We moved on to sitting trot without stirrups. I had trouble with this on my first go, because Rosa’s saddle had slipped over to the left, so all the way around the school I was fighting to stay upright, and, sad to say, ended up pretty much clinging on with my thighs. I highlighted this, and turned into the centre to take my stirrups back and try and use my body weight to shift it back into position. The second go around was much more successful!
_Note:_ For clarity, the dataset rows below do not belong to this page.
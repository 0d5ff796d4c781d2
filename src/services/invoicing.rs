//! Invoice creation, status transitions and search.

use chrono::Utc;
use serde::{Deserialize, Serialize};
use validator::Validate;

use crate::billing;
use crate::db::Database;
use crate::error::{AppError, AppResult};
use crate::models::{InvoiceRecord, InvoiceRequest, InvoiceStatus, StoredInvoice, Totals};

/// Give up after this many taken identifiers in a row
const MAX_ID_ATTEMPTS: usize = 64;

/// Result of creating an invoice
#[derive(Debug, Clone, PartialEq, Serialize, Deserialize)]
#[serde(rename_all = "camelCase")]
pub struct CreatedInvoice {
    pub invoice: InvoiceRecord,
    pub totals: Totals,
}

/// A single invoice with everything needed to show it
#[derive(Debug, Clone, PartialEq, Serialize, Deserialize)]
#[serde(rename_all = "camelCase")]
pub struct InvoiceDetail {
    pub invoice: InvoiceRecord,
    pub request: InvoiceRequest,
    pub totals: Totals,
}

impl From<StoredInvoice> for InvoiceDetail {
    fn from(stored: StoredInvoice) -> Self {
        let totals = stored.totals().rounded();
        Self {
            invoice: stored.record,
            request: stored.request,
            totals,
        }
    }
}

/// Filters for listing a user's invoices
#[derive(Debug, Clone, Default, Serialize, Deserialize)]
pub struct SearchQuery {
    #[serde(default, skip_serializing_if = "Option::is_none")]
    pub folder: Option<String>,
    #[serde(default, skip_serializing_if = "Option::is_none")]
    pub status: Option<InvoiceStatus>,
    #[serde(default, skip_serializing_if = "Option::is_none")]
    pub q: Option<String>,
}

/// Check an incoming request and normalize what can be normalized.
///
/// Runs the derived field rules first, then the checks that need the whole request.
pub fn validate_request(request: &mut InvoiceRequest) -> AppResult<()> {
    request.validate()?;

    if request.items.is_empty() {
        return Err(AppError::Validation("At least one line item is required".to_string()));
    }

    for (idx, item) in request.items.iter().enumerate() {
        if item.description.trim().is_empty() {
            return Err(AppError::Validation(format!("Item {} has an empty description", idx + 1)));
        }
        if !(item.qty.is_finite() && item.unit.is_finite() && item.tax.is_finite()) {
            return Err(AppError::Validation(format!("Item {} has a non-numeric amount", idx + 1)));
        }
    }

    let rates = [request.tax_rate, request.discount_rate];
    if rates.iter().flatten().any(|rate| !rate.is_finite()) {
        return Err(AppError::Validation("Rates must be finite numbers".to_string()));
    }

    let totals = Totals::compute(request);
    let figures = [
        billing::stored_total(&request.items),
        totals.subtotal,
        totals.tax_amount,
        totals.discount_amount,
        totals.final_total,
    ];
    if !figures.iter().all(|figure| figure.is_finite()) {
        return Err(AppError::Validation("Invoice amounts are too large to total".to_string()));
    }

    if request.seller_contact.name.trim().is_empty() || request.buyer_contact.name.trim().is_empty() {
        return Err(AppError::Validation("Seller and buyer names are required".to_string()));
    }

    if !request.currency.chars().all(|c| c.is_ascii_alphabetic()) {
        return Err(AppError::Validation(format!(
            "Currency '{}' must be a 3-letter code",
            request.currency
        )));
    }
    request.currency = request.currency.to_ascii_uppercase();

    Ok(())
}

/// Create an invoice in one of the user's folders.
///
/// The folder's sequence is bumped until an unused identifier comes up, so two
/// folders sharing a name prefix never overwrite each other's invoices.
pub async fn create_invoice(
    db: &Database,
    user_id: &str,
    folder_id: &str,
    mut request: InvoiceRequest,
) -> AppResult<CreatedInvoice> {
    validate_request(&mut request)?;

    let folder = db
        .get_folder(user_id, folder_id)
        .await?
        .ok_or_else(|| AppError::NotFound(format!("Folder {} not found", folder_id)))?;

    let total = billing::stored_total(&request.items);
    let totals = Totals::compute(&request).rounded();

    for _ in 0..MAX_ID_ATTEMPTS {
        let sequence = db.next_sequence(user_id, &folder.id).await?;
        let id = billing::derive_invoice_id(user_id, &folder.name, sequence);

        let invoice = StoredInvoice {
            record: InvoiceRecord {
                id: id.clone(),
                user_id: user_id.to_string(),
                folder_id: folder.id.clone(),
                sequence,
                buyer: request.buyer_contact.name.clone(),
                seller: request.seller_contact.name.clone(),
                total,
                currency: request.currency.clone(),
                issue_date: request.issue_date,
                due_date: request.due_date,
                status: request.initial_status(),
                created_at: Utc::now(),
            },
            request: request.clone(),
        };

        if db.insert_invoice(&invoice).await? {
            tracing::info!(
                invoice_id = %id,
                user_id,
                folder_id = %folder.id,
                sequence,
                total,
                currency = %invoice.record.currency,
                "Created invoice"
            );
            return Ok(CreatedInvoice {
                invoice: invoice.record,
                totals,
            });
        }

        tracing::warn!(invoice_id = %id, "Invoice identifier already taken, advancing sequence");
    }

    Err(AppError::Conflict(format!(
        "Could not allocate an invoice number for folder {}",
        folder.id
    )))
}

pub async fn get_invoice(db: &Database, user_id: &str, invoice_id: &str) -> AppResult<StoredInvoice> {
    db.get_invoice(user_id, invoice_id)
        .await?
        .ok_or_else(|| AppError::NotFound(format!("Invoice {} not found", invoice_id)))
}

/// Move an invoice between `due` and `paid`. Nothing else on the record changes.
pub async fn update_status(
    db: &Database,
    user_id: &str,
    invoice_id: &str,
    status: InvoiceStatus,
) -> AppResult<InvoiceRecord> {
    let invoice = db
        .set_invoice_status(user_id, invoice_id, status)
        .await?
        .ok_or_else(|| AppError::NotFound(format!("Invoice {} not found", invoice_id)))?;

    tracing::info!(invoice_id, user_id, status = %status, "Updated invoice status");

    Ok(invoice.record)
}

/// List a user's invoices, newest first
pub async fn search(db: &Database, user_id: &str, query: &SearchQuery) -> AppResult<Vec<InvoiceRecord>> {
    let invoices = db.list_invoices(user_id).await?;
    let records = invoices.into_iter().map(|invoice| invoice.record).collect();
    Ok(filter_records(records, query))
}

pub fn filter_records(records: Vec<InvoiceRecord>, query: &SearchQuery) -> Vec<InvoiceRecord> {
    let needle = query
        .q
        .as_deref()
        .map(str::trim)
        .filter(|q| !q.is_empty())
        .map(str::to_lowercase);

    let mut matched: Vec<InvoiceRecord> = records
        .into_iter()
        .filter(|r| query.folder.as_deref().is_none_or(|f| r.folder_id == f))
        .filter(|r| query.status.is_none_or(|s| r.status == s))
        .filter(|r| match &needle {
            Some(needle) => [&r.id, &r.buyer, &r.seller]
                .iter()
                .any(|field| field.to_lowercase().contains(needle.as_str())),
            None => true,
        })
        .collect();

    matched.sort_by(|a, b| b.created_at.cmp(&a.created_at).then_with(|| a.id.cmp(&b.id)));
    matched
}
Then, in a rather rushed move due to my having to adjust my saddle, we all took back our stirrups and trotted around large as a ride, and then that was the end of the lesson. Before we dismounted, our instructor told us that in ‘the coming month’ she was going to do a lot of work without stirrups with us (which is absolutely fine by me, I love riding without stirrups… when I’m not sliding off!), and that she was going to do some work on cantering with us following on from that. From this I was satisfied that I am in the place where I need to be, and that the relatively unchallenging lesson last week had been planned that way on purpose to ease us back in after the break. What a thoughtful teacher!

When I dismounted ‘grumpy’ Rosa, I forgot to put her stirrups up (bad Carrie!), because something she did distracted me: She turned her head around, holding it quite low, and rested it against me. Any more clued up horsey-types know what this might have meant? She wasn’t making any attempts to move or bite me or anything like that, it was just like… a head hug, I suppose. It was lovely, anyway, and I could quite happily have stayed there and cuddled her all night. She held that position when I put my hands up to stroke her face, until I took the reins from under her chin to lead her out.

Although I did lead Rosa back and took her bridle off to help save time, I didn’t hang around this time as I already knew Soapy wasn’t going to be in to say hi to as I’d checked the timetable earlier for that, too. I did give Rosa a last pat and thanked her for being good, though.

On the way out I also said goodbye to the funny chestnut pony I’d presumed to be Abby last week. Her name is actually Tallulah. Tallulah. That’s a fantastic name for a pony!




3 responses

14 01 2013

Reblogged this on gsug.

15 01 2013

She’s cute, maybe at the end she was investigating you or simply feeling content.
The uncontrollable trot! It makes you feel like your insides are shifting about right? Skips trot is like that…the awful fast trot that some horses do before a canter…except he does it always! I think if you ride Rosa more it will probably really help your seat….when you do get back on those horses with a normal gait it will feel REALLY easy!

15 01 2013

I thought Rosa was adorable, if a bit skittish. I think I could probably improve a lot about my riding by using ponies; a bit like the equivalent of learning to play an acoustic guitar so playing an electric one will be comparatively easy. It certainly helps when you have a patient instructor who recognises the difficulty you’re having and gives appropriate advice to help you deal with it!

I hope she realised I didn’t mean to hurt or frighten her by the end of the lesson!